EXTRACTED MATERIAL
=====
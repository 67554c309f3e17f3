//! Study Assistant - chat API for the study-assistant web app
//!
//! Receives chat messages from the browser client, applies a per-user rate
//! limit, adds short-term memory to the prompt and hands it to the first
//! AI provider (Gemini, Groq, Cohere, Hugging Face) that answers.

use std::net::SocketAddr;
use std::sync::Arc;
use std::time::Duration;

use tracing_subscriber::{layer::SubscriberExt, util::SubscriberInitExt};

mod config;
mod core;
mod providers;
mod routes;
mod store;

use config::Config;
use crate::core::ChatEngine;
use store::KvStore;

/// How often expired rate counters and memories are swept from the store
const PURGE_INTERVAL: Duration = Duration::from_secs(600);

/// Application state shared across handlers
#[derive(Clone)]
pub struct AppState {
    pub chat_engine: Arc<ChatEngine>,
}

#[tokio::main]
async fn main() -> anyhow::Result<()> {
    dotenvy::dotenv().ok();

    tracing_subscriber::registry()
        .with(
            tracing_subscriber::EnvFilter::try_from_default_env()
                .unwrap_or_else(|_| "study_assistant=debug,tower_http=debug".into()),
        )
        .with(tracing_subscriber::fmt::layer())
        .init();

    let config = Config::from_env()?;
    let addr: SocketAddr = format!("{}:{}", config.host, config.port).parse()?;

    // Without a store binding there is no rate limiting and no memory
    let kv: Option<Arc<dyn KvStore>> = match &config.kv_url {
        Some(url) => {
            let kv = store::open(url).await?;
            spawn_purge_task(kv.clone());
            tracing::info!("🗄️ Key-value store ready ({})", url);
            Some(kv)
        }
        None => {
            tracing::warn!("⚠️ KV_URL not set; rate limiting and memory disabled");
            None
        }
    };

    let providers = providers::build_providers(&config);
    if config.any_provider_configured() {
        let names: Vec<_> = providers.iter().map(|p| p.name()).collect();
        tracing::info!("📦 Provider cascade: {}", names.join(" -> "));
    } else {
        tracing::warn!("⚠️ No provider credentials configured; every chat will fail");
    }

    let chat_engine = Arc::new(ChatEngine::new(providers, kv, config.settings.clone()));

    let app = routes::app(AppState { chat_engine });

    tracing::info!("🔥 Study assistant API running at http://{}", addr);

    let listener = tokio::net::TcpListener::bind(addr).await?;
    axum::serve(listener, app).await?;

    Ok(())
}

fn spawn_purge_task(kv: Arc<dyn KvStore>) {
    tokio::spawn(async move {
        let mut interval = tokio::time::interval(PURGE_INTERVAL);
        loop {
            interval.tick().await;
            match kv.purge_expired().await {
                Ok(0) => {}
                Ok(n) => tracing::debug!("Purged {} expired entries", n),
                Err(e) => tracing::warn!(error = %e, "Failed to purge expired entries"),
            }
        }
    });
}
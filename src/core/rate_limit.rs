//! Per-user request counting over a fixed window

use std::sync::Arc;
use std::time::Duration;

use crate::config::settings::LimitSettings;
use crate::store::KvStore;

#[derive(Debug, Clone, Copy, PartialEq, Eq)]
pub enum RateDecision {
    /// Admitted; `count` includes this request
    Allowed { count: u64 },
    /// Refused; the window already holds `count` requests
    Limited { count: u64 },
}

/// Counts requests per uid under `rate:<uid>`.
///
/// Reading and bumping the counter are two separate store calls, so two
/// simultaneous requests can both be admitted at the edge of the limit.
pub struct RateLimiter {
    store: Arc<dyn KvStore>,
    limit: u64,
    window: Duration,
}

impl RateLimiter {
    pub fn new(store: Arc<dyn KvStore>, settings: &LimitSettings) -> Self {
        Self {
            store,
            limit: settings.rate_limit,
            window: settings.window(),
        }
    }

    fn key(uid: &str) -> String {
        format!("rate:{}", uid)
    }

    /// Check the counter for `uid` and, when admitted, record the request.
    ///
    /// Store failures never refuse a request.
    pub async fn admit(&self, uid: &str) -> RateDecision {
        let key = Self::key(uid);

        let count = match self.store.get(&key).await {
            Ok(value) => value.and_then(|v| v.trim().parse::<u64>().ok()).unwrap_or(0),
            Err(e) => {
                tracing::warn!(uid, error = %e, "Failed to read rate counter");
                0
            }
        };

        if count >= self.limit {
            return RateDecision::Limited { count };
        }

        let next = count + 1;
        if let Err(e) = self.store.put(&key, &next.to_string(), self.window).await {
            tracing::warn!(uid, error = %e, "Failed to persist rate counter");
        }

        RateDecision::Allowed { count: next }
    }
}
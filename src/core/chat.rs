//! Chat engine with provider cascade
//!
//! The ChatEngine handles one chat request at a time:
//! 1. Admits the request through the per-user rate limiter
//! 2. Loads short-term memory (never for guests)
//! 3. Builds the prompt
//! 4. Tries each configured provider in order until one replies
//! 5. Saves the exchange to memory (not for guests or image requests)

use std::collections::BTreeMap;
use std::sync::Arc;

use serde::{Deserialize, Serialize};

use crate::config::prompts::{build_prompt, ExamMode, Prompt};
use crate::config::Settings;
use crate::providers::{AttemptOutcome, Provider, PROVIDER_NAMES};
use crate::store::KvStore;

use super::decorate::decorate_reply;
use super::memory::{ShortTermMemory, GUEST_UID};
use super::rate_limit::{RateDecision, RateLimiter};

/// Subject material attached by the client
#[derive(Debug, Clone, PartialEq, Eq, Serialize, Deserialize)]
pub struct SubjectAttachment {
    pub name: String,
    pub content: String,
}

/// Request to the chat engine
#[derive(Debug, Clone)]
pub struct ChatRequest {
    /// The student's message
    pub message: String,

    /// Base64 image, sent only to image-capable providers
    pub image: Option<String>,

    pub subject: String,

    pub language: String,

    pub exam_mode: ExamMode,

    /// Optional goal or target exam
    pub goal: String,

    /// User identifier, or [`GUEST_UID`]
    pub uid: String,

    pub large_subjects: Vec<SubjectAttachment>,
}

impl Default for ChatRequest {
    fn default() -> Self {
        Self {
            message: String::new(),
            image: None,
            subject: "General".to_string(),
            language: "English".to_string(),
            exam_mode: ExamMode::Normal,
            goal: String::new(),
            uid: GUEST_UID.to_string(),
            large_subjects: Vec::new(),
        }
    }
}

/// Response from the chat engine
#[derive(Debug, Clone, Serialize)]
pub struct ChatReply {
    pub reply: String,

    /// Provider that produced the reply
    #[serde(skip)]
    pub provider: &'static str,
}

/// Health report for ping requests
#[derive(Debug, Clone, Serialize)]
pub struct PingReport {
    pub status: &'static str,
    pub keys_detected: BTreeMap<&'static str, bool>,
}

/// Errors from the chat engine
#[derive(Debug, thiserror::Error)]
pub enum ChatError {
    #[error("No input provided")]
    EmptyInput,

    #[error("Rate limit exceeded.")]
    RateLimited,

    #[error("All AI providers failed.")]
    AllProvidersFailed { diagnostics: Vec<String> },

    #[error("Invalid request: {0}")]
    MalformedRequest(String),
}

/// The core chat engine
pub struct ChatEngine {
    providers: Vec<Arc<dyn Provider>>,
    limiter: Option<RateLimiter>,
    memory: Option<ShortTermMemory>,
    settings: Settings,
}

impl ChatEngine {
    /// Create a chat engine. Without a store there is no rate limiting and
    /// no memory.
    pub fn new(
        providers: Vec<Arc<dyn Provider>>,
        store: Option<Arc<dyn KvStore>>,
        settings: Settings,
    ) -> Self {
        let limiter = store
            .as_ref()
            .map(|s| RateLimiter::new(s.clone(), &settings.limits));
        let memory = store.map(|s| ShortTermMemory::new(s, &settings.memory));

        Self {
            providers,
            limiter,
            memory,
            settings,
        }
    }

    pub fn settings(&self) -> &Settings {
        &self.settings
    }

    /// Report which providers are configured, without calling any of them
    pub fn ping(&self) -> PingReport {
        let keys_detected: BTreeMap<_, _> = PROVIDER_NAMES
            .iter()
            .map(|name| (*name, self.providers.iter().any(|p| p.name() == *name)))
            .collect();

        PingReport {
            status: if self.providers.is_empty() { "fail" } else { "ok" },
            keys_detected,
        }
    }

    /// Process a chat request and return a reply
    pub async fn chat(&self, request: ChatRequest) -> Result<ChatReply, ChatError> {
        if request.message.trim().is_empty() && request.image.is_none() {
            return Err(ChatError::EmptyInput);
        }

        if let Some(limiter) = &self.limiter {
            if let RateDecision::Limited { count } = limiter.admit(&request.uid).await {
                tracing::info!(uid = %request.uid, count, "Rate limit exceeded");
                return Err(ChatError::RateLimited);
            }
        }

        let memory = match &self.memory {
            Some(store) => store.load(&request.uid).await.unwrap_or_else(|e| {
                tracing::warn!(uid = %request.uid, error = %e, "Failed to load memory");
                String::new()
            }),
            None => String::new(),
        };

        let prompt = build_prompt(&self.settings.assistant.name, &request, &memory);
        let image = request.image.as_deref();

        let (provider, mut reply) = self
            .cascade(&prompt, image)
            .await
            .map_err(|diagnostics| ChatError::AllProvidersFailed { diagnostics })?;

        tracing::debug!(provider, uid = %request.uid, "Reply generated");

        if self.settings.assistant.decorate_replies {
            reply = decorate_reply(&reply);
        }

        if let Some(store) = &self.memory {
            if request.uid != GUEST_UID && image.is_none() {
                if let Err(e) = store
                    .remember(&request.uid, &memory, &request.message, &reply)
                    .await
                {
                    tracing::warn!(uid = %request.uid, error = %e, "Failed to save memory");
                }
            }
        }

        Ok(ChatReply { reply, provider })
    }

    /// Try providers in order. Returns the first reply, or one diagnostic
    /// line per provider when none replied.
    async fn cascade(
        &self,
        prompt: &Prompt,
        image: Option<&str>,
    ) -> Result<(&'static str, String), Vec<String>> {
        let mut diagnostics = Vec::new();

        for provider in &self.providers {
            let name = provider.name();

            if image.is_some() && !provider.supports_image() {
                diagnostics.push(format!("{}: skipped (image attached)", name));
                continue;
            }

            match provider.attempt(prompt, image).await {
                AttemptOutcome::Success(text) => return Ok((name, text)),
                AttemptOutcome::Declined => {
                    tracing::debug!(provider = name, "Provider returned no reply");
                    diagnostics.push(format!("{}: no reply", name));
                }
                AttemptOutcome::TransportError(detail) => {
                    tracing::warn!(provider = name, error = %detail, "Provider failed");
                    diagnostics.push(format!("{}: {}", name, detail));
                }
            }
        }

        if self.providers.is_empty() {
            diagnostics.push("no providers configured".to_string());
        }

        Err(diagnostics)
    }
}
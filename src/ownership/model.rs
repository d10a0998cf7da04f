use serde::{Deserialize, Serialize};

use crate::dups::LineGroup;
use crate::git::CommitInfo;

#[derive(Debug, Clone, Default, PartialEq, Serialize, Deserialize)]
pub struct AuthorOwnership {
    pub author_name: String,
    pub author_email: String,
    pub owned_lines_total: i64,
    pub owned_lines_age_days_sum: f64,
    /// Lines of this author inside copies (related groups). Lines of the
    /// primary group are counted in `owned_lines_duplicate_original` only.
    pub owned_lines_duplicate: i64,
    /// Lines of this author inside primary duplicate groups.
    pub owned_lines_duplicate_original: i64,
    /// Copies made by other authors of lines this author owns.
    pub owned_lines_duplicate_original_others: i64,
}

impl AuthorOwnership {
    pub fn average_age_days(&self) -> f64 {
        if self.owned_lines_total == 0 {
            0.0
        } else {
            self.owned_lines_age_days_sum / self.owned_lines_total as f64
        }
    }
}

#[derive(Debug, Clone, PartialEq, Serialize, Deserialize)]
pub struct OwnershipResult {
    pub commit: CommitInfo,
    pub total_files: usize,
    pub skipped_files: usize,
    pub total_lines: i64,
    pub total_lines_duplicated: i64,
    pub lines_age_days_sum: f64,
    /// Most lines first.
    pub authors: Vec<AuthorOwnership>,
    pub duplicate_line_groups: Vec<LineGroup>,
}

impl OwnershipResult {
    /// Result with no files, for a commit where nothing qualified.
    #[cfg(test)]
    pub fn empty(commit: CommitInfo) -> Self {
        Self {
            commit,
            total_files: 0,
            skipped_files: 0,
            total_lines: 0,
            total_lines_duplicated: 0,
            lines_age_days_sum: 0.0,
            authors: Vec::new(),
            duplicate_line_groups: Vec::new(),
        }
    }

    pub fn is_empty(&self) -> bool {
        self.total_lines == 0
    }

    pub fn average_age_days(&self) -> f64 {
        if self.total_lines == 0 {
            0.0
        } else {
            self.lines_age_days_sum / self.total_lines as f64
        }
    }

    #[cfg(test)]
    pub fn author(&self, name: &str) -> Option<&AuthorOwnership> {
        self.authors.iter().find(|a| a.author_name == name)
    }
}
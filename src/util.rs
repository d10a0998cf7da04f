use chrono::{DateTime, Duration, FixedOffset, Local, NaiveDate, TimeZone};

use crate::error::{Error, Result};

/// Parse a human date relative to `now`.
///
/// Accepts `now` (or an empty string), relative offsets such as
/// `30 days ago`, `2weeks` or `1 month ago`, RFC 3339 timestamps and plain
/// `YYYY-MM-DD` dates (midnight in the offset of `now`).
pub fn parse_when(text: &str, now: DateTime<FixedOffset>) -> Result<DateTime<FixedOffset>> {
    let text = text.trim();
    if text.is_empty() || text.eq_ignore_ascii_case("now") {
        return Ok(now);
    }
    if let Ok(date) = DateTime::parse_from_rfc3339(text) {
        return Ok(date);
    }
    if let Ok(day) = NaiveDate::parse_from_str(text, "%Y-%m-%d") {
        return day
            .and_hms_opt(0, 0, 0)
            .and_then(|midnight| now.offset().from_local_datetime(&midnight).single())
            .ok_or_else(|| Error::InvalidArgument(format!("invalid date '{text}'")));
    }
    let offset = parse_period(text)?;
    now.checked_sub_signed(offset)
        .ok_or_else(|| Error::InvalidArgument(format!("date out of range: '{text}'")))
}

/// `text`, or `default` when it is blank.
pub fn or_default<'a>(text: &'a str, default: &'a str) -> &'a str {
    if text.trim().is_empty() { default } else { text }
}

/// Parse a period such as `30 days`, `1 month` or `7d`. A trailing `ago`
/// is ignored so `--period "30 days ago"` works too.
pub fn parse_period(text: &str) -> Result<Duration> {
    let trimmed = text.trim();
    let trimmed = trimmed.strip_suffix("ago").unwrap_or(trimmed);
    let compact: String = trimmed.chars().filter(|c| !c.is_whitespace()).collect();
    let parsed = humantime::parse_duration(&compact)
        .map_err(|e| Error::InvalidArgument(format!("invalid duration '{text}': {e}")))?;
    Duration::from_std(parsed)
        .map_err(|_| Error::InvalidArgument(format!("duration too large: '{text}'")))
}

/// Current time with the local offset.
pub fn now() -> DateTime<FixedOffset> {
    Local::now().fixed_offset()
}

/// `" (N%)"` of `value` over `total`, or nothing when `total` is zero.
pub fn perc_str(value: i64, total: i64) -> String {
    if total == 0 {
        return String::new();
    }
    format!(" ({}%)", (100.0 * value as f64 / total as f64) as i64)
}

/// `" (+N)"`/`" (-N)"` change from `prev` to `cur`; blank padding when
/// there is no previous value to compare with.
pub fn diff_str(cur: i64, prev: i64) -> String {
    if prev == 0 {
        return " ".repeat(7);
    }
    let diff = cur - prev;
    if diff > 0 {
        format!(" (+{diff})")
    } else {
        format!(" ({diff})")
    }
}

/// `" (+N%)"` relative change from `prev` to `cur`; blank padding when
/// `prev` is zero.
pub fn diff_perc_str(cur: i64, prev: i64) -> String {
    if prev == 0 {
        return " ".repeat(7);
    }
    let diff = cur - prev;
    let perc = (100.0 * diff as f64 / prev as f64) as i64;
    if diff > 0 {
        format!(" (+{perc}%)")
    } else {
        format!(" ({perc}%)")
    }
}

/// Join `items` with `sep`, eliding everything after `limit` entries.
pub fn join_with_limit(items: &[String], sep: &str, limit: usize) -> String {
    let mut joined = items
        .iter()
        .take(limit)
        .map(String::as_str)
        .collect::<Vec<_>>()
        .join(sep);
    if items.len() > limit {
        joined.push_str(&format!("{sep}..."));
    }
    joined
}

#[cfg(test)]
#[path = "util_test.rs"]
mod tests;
=====
Copy out every line in the listing where the word "usize" appears.

    pub total_files: usize,
    pub skipped_files: usize,
pub fn join_with_limit(items: &[String], sep: &str, limit: usize) -> String {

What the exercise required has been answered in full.